The next day, Charley called Chino. They arranged to meet on 60th Street in the town of West New York, near where Chino lived. When Charley arrived, Chino was already there. They were standing at a street corner right in front
of—of all places—the West New York police station.
Chino explained to Charley that there was a contract out on both him and Ernestico. The contract had been initiated by Luis Morrero, but Battle had taken over responsibility for the killings.
Said Charley, “But I thought Ernesto was supposed to be like a son to El Gordo, that they were thicker than blood.”
“Look,” said Chino, “Ernesto has been out of control for a long time. He called up El Gordo and told him he was going to start kidnapping all his friends. He’s crazy. And we know you were in on some of that. The one we really want is Ernesto. He betrayed El Gordo. He has betrayed the organization . . . If you don’t help us, you’re dead. If you do, El Gordo will forgive you.”
Fuck. Charley wasn’t sure what to make of all this. Maybe it was a trick. He said to Chino, “I’m gonna help you, but right now I’m completely broke. I need two hundred dollars. Can you arrange for two hundred to be dropped off at my wife’s house? As a sign of good faith.” It was a test on Charley’s part, to see whether Chino could be trusted.
“Sure,” said Chino, “I can do that.”
Charley wasn’t even staying at the house in Union City with his wife and kids. He’d been hiding out at the apartment of his girlfriend, Lydia, in Washington Heights. That night, he called his wife in Union City and asked, “Hey, did you receive two hundred dollars from a guy tonight?”

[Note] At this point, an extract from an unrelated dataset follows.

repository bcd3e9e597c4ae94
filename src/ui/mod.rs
pub mod components;
pub mod layout;
pub mod theme;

She said yes, a man had dropped off two hundred in cash earlier that evening.
Charley didn’t tell his wife anything, except to say, “See, don’t I always take care of you?” Then he called Chino and said, “Okay, we’re good. My wife got the money. We can do business.”
Chino said, “All right, tomorrow at noon we gonna meet at Battle’s apartment. I see you there.”
A bell went off in Charley’s head. He knew Battle’s building, a big new apartment complex on 45th Street in Union City. Luis Morrero lived in that same building.